In the absence of a designated agent, agent, or other decision-maker, providers generally have a duty to continue treatment in a manner that is known and consistent with the patient’s wishes.

Careful review of the patient’s medical records may provide guidance regarding patient preferences. Inferences may arise from previous conversations with the patient, or may be passed on to health care providers or doctors by close family members or friends.

However, it is clear in jurisdictions that the absence of a medical directive does not result in any medical inference (or decision to forego critical care). For example, under the recently amended New Hampshire Medical Directive Act, surrogate mothers have greater latitude to directly withdraw from life support machines. A patient who resorted to surrogacy (failed to develop a medical directive) is not necessarily assumed to have wanted life-sustaining treatment to be discontinued (and vice versa).

In each jurisdiction, health care providers have an ongoing obligation to communicate with unrepresented patients and inform them of their care, even while they are still determined to be incapacitated. increase.
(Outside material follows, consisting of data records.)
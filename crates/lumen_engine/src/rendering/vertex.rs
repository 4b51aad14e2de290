//! Vertex layout shared by models, the binary stream and the device

use bytemuck::{Pod, Zeroable};

/// Vertex with position, texture coordinate and tangent frame
#[repr(C)]
#[derive(Debug, Clone, Copy, Default, PartialEq, Pod, Zeroable)]
pub struct Vertex {
    /// Position in model space
    pub position: [f32; 3],
    /// Texture coordinate
    pub uv: [f32; 2],
    /// Surface normal
    pub normal: [f32; 3],
    /// Tangent
    pub tangent: [f32; 3],
    /// Bitangent
    pub bitangent: [f32; 3],
}

impl Vertex {
    /// Create a vertex with an empty tangent frame
    pub const fn new(position: [f32; 3], uv: [f32; 2], normal: [f32; 3]) -> Self {
        Self {
            position,
            uv,
            normal,
            tangent: [0.0; 3],
            bitangent: [0.0; 3],
        }
    }
}
//! Physics description: bodies, collision shapes and joints
//!
//! Simulation is not part of the core. These components hold what a physics
//! backend needs and keep their links to the owning rigid body.

use super::{read_bool3, write_bool3};
use crate::foundation::math::{Quat, Vec2, Vec3};
use crate::io::{BinaryReader, BinaryWriter, StreamError};
use crate::scene::component::{ComponentContext, ComponentId, ComponentKind, Lifecycle};
use crate::scene::EntityId;

/// Physics body
#[derive(Debug, Clone)]
pub struct RigidBody {
    /// Mass in kilograms; zero means static
    pub mass: f32,
    /// Friction coefficient
    pub friction: f32,
    /// Bounciness
    pub restitution: f32,
    /// Whether gravity applies
    pub use_gravity: bool,
    /// Driven by the transform instead of the simulation
    pub is_kinematic: bool,
    /// Frozen translation axes
    pub position_lock: [bool; 3],
    /// Frozen rotation axes
    pub rotation_lock: [bool; 3],
}

impl Default for RigidBody {
    fn default() -> Self {
        Self {
            mass: 0.0,
            friction: 0.5,
            restitution: 0.0,
            use_gravity: true,
            is_kinematic: false,
            position_lock: [false; 3],
            rotation_lock: [false; 3],
        }
    }
}

impl RigidBody {
    /// Zero mass bodies never move
    pub fn is_static(&self) -> bool {
        self.mass <= 0.0
    }
}

impl Lifecycle for RigidBody {
    fn serialize(&self, writer: &mut BinaryWriter<'_>) -> Result<(), StreamError> {
        writer.write_f32(self.mass)?;
        writer.write_f32(self.friction)?;
        writer.write_f32(self.restitution)?;
        writer.write_bool(self.use_gravity)?;
        writer.write_bool(self.is_kinematic)?;
        write_bool3(writer, self.position_lock)?;
        write_bool3(writer, self.rotation_lock)
    }

    fn deserialize(&mut self, reader: &mut BinaryReader<'_>, _ctx: &ComponentContext<'_>) -> Result<(), StreamError> {
        self.mass = reader.read_f32()?;
        self.friction = reader.read_f32()?;
        self.restitution = reader.read_f32()?;
        self.use_gravity = reader.read_bool()?;
        self.is_kinematic = reader.read_bool()?;
        self.position_lock = read_bool3(reader)?;
        self.rotation_lock = read_bool3(reader)?;
        Ok(())
    }
}

/// Collision shape
#[derive(Debug, Clone, Copy, PartialEq, Eq, Default)]
pub enum ColliderShape {
    /// Axis-aligned box
    #[default]
    Box,
    /// Sphere of radius `extents.x`
    Sphere,
    /// Infinite plane
    StaticPlane,
    /// Cylinder along Y
    Cylinder,
    /// Capsule along Y
    Capsule,
    /// Cone along Y
    Cone,
    /// Triangle mesh of the renderable
    Mesh,
}

impl ColliderShape {
    const ALL: [Self; 7] = [
        Self::Box,
        Self::Sphere,
        Self::StaticPlane,
        Self::Cylinder,
        Self::Capsule,
        Self::Cone,
        Self::Mesh,
    ];

    const fn as_u32(self) -> u32 {
        self as u32
    }

    fn from_u32(value: u32) -> Result<Self, StreamError> {
        Self::ALL
            .get(value as usize)
            .copied()
            .ok_or_else(|| StreamError::InvalidData(format!("collider shape {value}")))
    }
}

/// Collision shape attached to the entity's rigid body
#[derive(Debug, Clone)]
pub struct Collider {
    /// Shape kind
    pub shape: ColliderShape,
    /// Half extents (or radius/height, depending on the shape)
    pub extents: Vec3,
    /// Offset from the entity origin
    pub center: Vec3,
    rigid_body: Option<ComponentId>,
}

impl Default for Collider {
    fn default() -> Self {
        Self {
            shape: ColliderShape::Box,
            extents: Vec3::new(1.0, 1.0, 1.0),
            center: Vec3::zeros(),
            rigid_body: None,
        }
    }
}

impl Collider {
    /// Rigid body this shape belongs to, if the entity has one
    pub const fn rigid_body(&self) -> Option<ComponentId> {
        self.rigid_body
    }
}

impl Lifecycle for Collider {
    fn on_initialize(&mut self, ctx: &ComponentContext<'_>) {
        self.rigid_body = ctx.sibling(ComponentKind::RigidBody);
    }

    fn on_start(&mut self, ctx: &ComponentContext<'_>) {
        if self.rigid_body.is_none() {
            self.rigid_body = ctx.sibling(ComponentKind::RigidBody);
        }
    }

    fn serialize(&self, writer: &mut BinaryWriter<'_>) -> Result<(), StreamError> {
        writer.write_u32(self.shape.as_u32())?;
        writer.write_vec3(&self.extents)?;
        writer.write_vec3(&self.center)
    }

    fn deserialize(&mut self, reader: &mut BinaryReader<'_>, ctx: &ComponentContext<'_>) -> Result<(), StreamError> {
        self.shape = ColliderShape::from_u32(reader.read_u32()?)?;
        self.extents = reader.read_vec3()?;
        self.center = reader.read_vec3()?;
        self.rigid_body = ctx.sibling(ComponentKind::RigidBody);
        Ok(())
    }
}

/// Joint type
#[derive(Debug, Clone, Copy, PartialEq, Eq, Default)]
pub enum ConstraintType {
    /// Ball and socket
    #[default]
    Point,
    /// Rotation around one axis
    Hinge,
    /// Translation along one axis
    Slider,
    /// Cone limited swing plus twist
    ConeTwist,
}

impl ConstraintType {
    const ALL: [Self; 4] = [Self::Point, Self::Hinge, Self::Slider, Self::ConeTwist];

    const fn as_u32(self) -> u32 {
        self as u32
    }

    fn from_u32(value: u32) -> Result<Self, StreamError> {
        Self::ALL
            .get(value as usize)
            .copied()
            .ok_or_else(|| StreamError::InvalidData(format!("constraint type {value}")))
    }
}

/// Joint between the entity's rigid body and another entity's body
#[derive(Debug, Clone)]
pub struct Constraint {
    /// Joint type
    pub constraint_type: ConstraintType,
    /// Pivot relative to the entity
    pub position: Vec3,
    /// Pivot orientation
    pub rotation: Quat,
    /// Upper limits
    pub high_limit: Vec2,
    /// Lower limits
    pub low_limit: Vec2,
    /// Entity whose body is linked
    pub other_body: Option<EntityId>,
    /// Whether the linked bodies collide with each other
    pub collision_with_linked: bool,
    body: Option<ComponentId>,
}

impl Default for Constraint {
    fn default() -> Self {
        Self {
            constraint_type: ConstraintType::Point,
            position: Vec3::zeros(),
            rotation: Quat::identity(),
            high_limit: Vec2::zeros(),
            low_limit: Vec2::zeros(),
            other_body: None,
            collision_with_linked: false,
            body: None,
        }
    }
}

impl Constraint {
    /// Rigid body of the owning entity
    pub const fn body(&self) -> Option<ComponentId> {
        self.body
    }
}

impl Lifecycle for Constraint {
    fn on_initialize(&mut self, ctx: &ComponentContext<'_>) {
        self.body = ctx.sibling(ComponentKind::RigidBody);
    }

    fn on_start(&mut self, ctx: &ComponentContext<'_>) {
        if self.body.is_none() {
            self.body = ctx.sibling(ComponentKind::RigidBody);
        }
    }

    fn serialize(&self, writer: &mut BinaryWriter<'_>) -> Result<(), StreamError> {
        writer.write_u32(self.constraint_type.as_u32())?;
        writer.write_vec3(&self.position)?;
        writer.write_quat(&self.rotation)?;
        writer.write_vec2(&self.high_limit)?;
        writer.write_vec2(&self.low_limit)?;
        writer.write_u64(self.other_body.map_or(0, |id| id.0))?;
        writer.write_bool(self.collision_with_linked)
    }

    fn deserialize(&mut self, reader: &mut BinaryReader<'_>, ctx: &ComponentContext<'_>) -> Result<(), StreamError> {
        self.constraint_type = ConstraintType::from_u32(reader.read_u32()?)?;
        self.position = reader.read_vec3()?;
        self.rotation = reader.read_quat()?;
        self.high_limit = reader.read_vec2()?;
        self.low_limit = reader.read_vec2()?;
        let other = reader.read_u64()?;
        self.other_body = (other != 0).then_some(EntityId(other));
        self.collision_with_linked = reader.read_bool()?;
        self.body = ctx.sibling(ComponentKind::RigidBody);
        Ok(())
    }
}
Legislatures have gone to great lengths to make health care directives easy, accessible, and inexpensive to produce. Therefore, health care providers must strongly incorporate systems or procedures to effectively encourage patients to maintain current medical instructions. Without these simple documents in place, patients and providers can be in dangerous situations.

Therefore, patients who do not have a medical prescription are encouraged to work with their existing healthcare provider or a qualified estate planner to develop a comprehensive prescription. And medical facilities should consult lawyers to enact a system to facilitate this.

Joshua R. Weijer, McLane Middleton’s Trust & Real Estate Associate, advises clients in the areas of estate planning, tax planning, fiduciary affairs, estates and trust administration.